[[ DATA PROVIDED, beginning ]]

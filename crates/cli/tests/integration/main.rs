mod clean_tests;
mod common;
mod publish_tests;
use std::path::PathBuf;

use crate::consts::{DEFAULT_TOOLCHAIN, ROOT_ENV, TOOLCHAIN_ENV};
use crate::error::{PublishError, Result};

/// Returns the workspace root: `PUBWIN_ROOT` if set, otherwise the current directory
pub fn root_dir() -> Result<PathBuf> {
  let root = match std::env::var_os(ROOT_ENV) {
    Some(root) if !root.is_empty() => PathBuf::from(root),
    _ => std::env::current_dir().map_err(PublishError::CurrentDir)?,
  };
  Ok(dunce::canonicalize(&root).unwrap_or(root))
}

/// Returns the toolchain program: `PUBWIN_TOOLCHAIN` if set, otherwise `dotnet`
pub fn toolchain_program() -> String {
  std::env::var(TOOLCHAIN_ENV)
    .ok()
    .filter(|program| !program.is_empty())
    .unwrap_or_else(|| DEFAULT_TOOLCHAIN.to_string())
}
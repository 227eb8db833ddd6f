use predicates::prelude::*;
use serial_test::serial;

use pubwin_lib::testutil::BUILD_LOG_LINE;

use super::common::TestEnv;

#[test]
#[serial]
fn publish_reports_output_and_artifact_size() {
  let env = TestEnv::with_artifact("App.exe", 2_621_440);

  env
    .pubwin_cmd()
    .args(["-a", "arm64", "--self-contained"])
    .assert()
    .success()
    .stdout(predicate::str::contains("Publish complete!"))
    .stdout(predicate::str::contains("win-arm64"))
    .stdout(predicate::str::contains("2.50 MiB"));

  let calls = env.calls();
  assert_eq!(calls.len(), 1);
  let expected_out = env.output_path("arm64");
  assert!(calls[0].contains(&format!("-o {}", expected_out.display())), "{}", calls[0]);
  assert!(calls[0].ends_with("--self-contained true"), "{}", calls[0]);
}

#[test]
#[serial]
fn missing_artifact_omits_size_line() {
  let env = TestEnv::with_toolchain(0);

  env
    .pubwin_cmd()
    .assert()
    .success()
    .stdout(predicate::str::contains("Publish complete!"))
    .stdout(predicate::str::contains("Size").not());
}

#[test]
#[serial]
fn custom_artifact_name_is_probed() {
  let env = TestEnv::with_artifact("Tool.exe", 1_048_576);

  env
    .pubwin_cmd()
    .args(["--artifact", "Tool.exe"])
    .assert()
    .success()
    .stdout(predicate::str::contains("1.00 MiB"));
}

#[test]
#[serial]
fn toolchain_failure_exit_code_is_preserved() {
  let env = TestEnv::with_toolchain(42);

  env
    .pubwin_cmd()
    .assert()
    .code(42)
    .stdout(predicate::str::contains("Publish complete").not())
    .stderr(predicate::str::contains("publish failed (exit code 42)"));
}

#[test]
#[serial]
fn missing_toolchain_fails() {
  let env = TestEnv::without_toolchain();

  env
    .pubwin_cmd()
    .assert()
    .code(1)
    .stderr(predicate::str::contains("toolchain not found"));
}

#[test]
#[serial]
fn single_file_and_trim_flags_are_forwarded() {
  let env = TestEnv::with_toolchain(0);

  env
    .pubwin_cmd()
    .args(["--self-contained", "--single-file", "--trimmed", "-c", "Debug", "-a", "x86"])
    .assert()
    .success();

  let calls = env.calls();
  assert_eq!(calls.len(), 1);
  assert!(calls[0].contains("-c Debug -r win-x86"), "{}", calls[0]);
  assert!(
    calls[0].ends_with(
      "--self-contained true -p:PublishSingleFile=true -p:IncludeNativeLibrariesForSelfExtract=true -p:PublishTrimmed=true"
    ),
    "{}",
    calls[0]
  );
}

#[test]
#[serial]
fn trimmed_alone_warns_and_promotes() {
  let env = TestEnv::with_toolchain(0);

  env
    .pubwin_cmd()
    .arg("--trimmed")
    .assert()
    .success()
    .stderr(predicate::str::contains("enabling --self-contained"));

  let calls = env.calls();
  assert!(calls[0].ends_with("--self-contained true -p:PublishTrimmed=true"), "{}", calls[0]);
}

#[test]
#[serial]
fn explicit_output_dir_is_used() {
  let env = TestEnv::with_artifact("App.exe", 10);
  let out = env.temp.path().join("custom-out");

  env.pubwin_cmd().arg("-o").arg(&out).assert().success();

  assert!(out.join("App.exe").exists());
  assert!(env.calls()[0].contains(&format!("-o {}", out.display())));
}

#[test]
#[serial]
fn json_output_contains_report() {
  let env = TestEnv::with_artifact("App.exe", 1_572_864);

  let assert = env
    .pubwin_cmd()
    .args(["--format", "json"])
    .assert()
    .success()
    .stdout(predicate::str::contains(BUILD_LOG_LINE).not())
    .stderr(predicate::str::contains(BUILD_LOG_LINE));

  let stdout = String::from_utf8(assert.get_output().stdout.clone()).unwrap();
  let report: serde_json::Value = serde_json::from_str(&stdout).unwrap();
  assert_eq!(report["runtime_identifier"], "win-x64");
  assert_eq!(report["configuration"], "Release");
  assert_eq!(report["artifact"]["bytes"], 1_572_864);
  assert_eq!(report["artifact"]["size_mib"], 1.5);
}

#[test]
#[serial]
fn dry_run_prints_commands_without_running() {
  let env = TestEnv::with_toolchain(0);

  env
    .pubwin_cmd()
    .args(["--dry-run", "--clean"])
    .assert()
    .success()
    .stdout(predicate::str::contains("Dry run"))
    .stdout(predicate::str::contains(" clean "))
    .stdout(predicate::str::contains(" publish "));

  assert!(env.calls().is_empty());
}

#[test]
#[serial]
fn text_output_shows_toolchain_log() {
  let env = TestEnv::with_toolchain(0);

  env
    .pubwin_cmd()
    .assert()
    .success()
    .stdout(predicate::str::contains(BUILD_LOG_LINE));
}

#[test]
#[serial]
fn unreadable_artifact_does_not_fail_publish() {
  let env = TestEnv::with_artifact("App.exe", 10);

  env
    .pubwin_cmd()
    .args(["--artifact", "App.exe/inner"])
    .assert()
    .success()
    .stdout(predicate::str::contains("Publish complete!"))
    .stdout(predicate::str::contains("Size").not());

  assert_eq!(env.calls().len(), 1);
}
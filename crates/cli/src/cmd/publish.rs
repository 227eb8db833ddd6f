//! Implementation of the publish command.
//!
//! Resolves the request against the workspace, optionally cleans, runs the
//! toolchain's publish action, and reports the output directory and artifact
//! size.

use std::path::PathBuf;
use std::time::Instant;

use anyhow::{Context, Result};
use tracing::debug;

use pubwin_lib::context::PublishContext;
use pubwin_lib::publish::{self, PublishPlan, PublishReport};
use pubwin_lib::request::BuildRequest;
use pubwin_lib::toolchain::ChildStdout;

use crate::output::{
  OutputFormat, format_duration, format_mib, print_command, print_info, print_json, print_stat, print_success,
  print_warning,
};

pub struct PublishArgs {
  pub request: BuildRequest,
  pub project: Option<PathBuf>,
  pub artifact: Option<String>,
  pub dry_run: bool,
  pub output: OutputFormat,
}

/// Execute the publish command.
///
/// With `dry_run`, prints the planned toolchain commands and stops before any
/// side effect. Otherwise runs the plan on a single-threaded runtime, prints
/// the summary, then probes for the artifact size. In JSON mode the
/// toolchain's stdout goes to stderr so stdout holds only the report. Errors are returned unchanged so the caller can map
/// toolchain exit codes.
pub fn cmd_publish(args: PublishArgs) -> Result<()> {
  let mut ctx = PublishContext::from_env()?;
  if let Some(project) = args.project {
    ctx = ctx.with_project(project);
  }
  if let Some(artifact) = args.artifact {
    ctx = ctx.with_artifact_name(artifact);
  }
  debug!(root = %ctx.root.display(), toolchain = %ctx.toolchain, "resolved context");

  let plan = publish::plan(&ctx, &args.request);

  if plan.request.self_contained_promoted {
    print_warning("--trimmed requires a self-contained build; enabling --self-contained");
  }

  if args.dry_run {
    return print_plan(&plan, args.output);
  }

  if !args.output.is_json() {
    print_info(&format!(
      "Publishing {} ({}, {})",
      ctx.project_path().display(),
      plan.request.configuration,
      plan.request.runtime_identifier
    ));
  }

  let start = Instant::now();
  let rt = tokio::runtime::Builder::new_current_thread()
    .enable_all()
    .build()
    .context("Failed to create async runtime")?;
  let stdout = if args.output.is_json() {
    ChildStdout::Stderr
  } else {
    ChildStdout::Inherit
  };
  let mut report = rt.block_on(publish::execute(&plan, stdout))?;
  let elapsed = start.elapsed();

  if args.output.is_json() {
    report.artifact = rt.block_on(publish::find_artifact(&plan.artifact_path));
    print_json(&report)?;
  } else {
    print_summary(&report);
    report.artifact = rt.block_on(publish::find_artifact(&plan.artifact_path));
    match &report.artifact {
      Some(artifact) => print_stat("Size", &format_mib(artifact.size_mib)),
      None => debug!(path = %plan.artifact_path.display(), "no artifact size to report"),
    }
    print_stat("Duration", &format_duration(elapsed));
  }

  Ok(())
}

fn print_plan(plan: &PublishPlan, output: OutputFormat) -> Result<()> {
  if output.is_json() {
    return print_json(plan);
  }

  print_info("Dry run - no changes made");
  if plan.request.clean {
    print_command(&format!("remove {}", plan.request.output_dir.display()));
  }
  for invocation in plan.invocations() {
    print_command(&invocation.command_line());
  }
  Ok(())
}

fn print_summary(report: &PublishReport) {
  println!();
  print_success("Publish complete!");
  print_stat("Output", &report.output_dir.display().to_string());
  print_stat("Runtime", &report.runtime_identifier.to_string());
}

[[ DATA PROVIDED, end ]]

PROBLEM REQUIREMENTS:
Would you copy every line from the listing above that has the string "request" in it?

RESPONSE:
//! Resolves the request against the workspace, optionally cleans, runs the
use pubwin_lib::request::BuildRequest;
  pub request: BuildRequest,
  let plan = publish::plan(&ctx, &args.request);
  if plan.request.self_contained_promoted {
      plan.request.configuration,
      plan.request.runtime_identifier
  if plan.request.clean {
    print_command(&format!("remove {}", plan.request.output_dir.display()));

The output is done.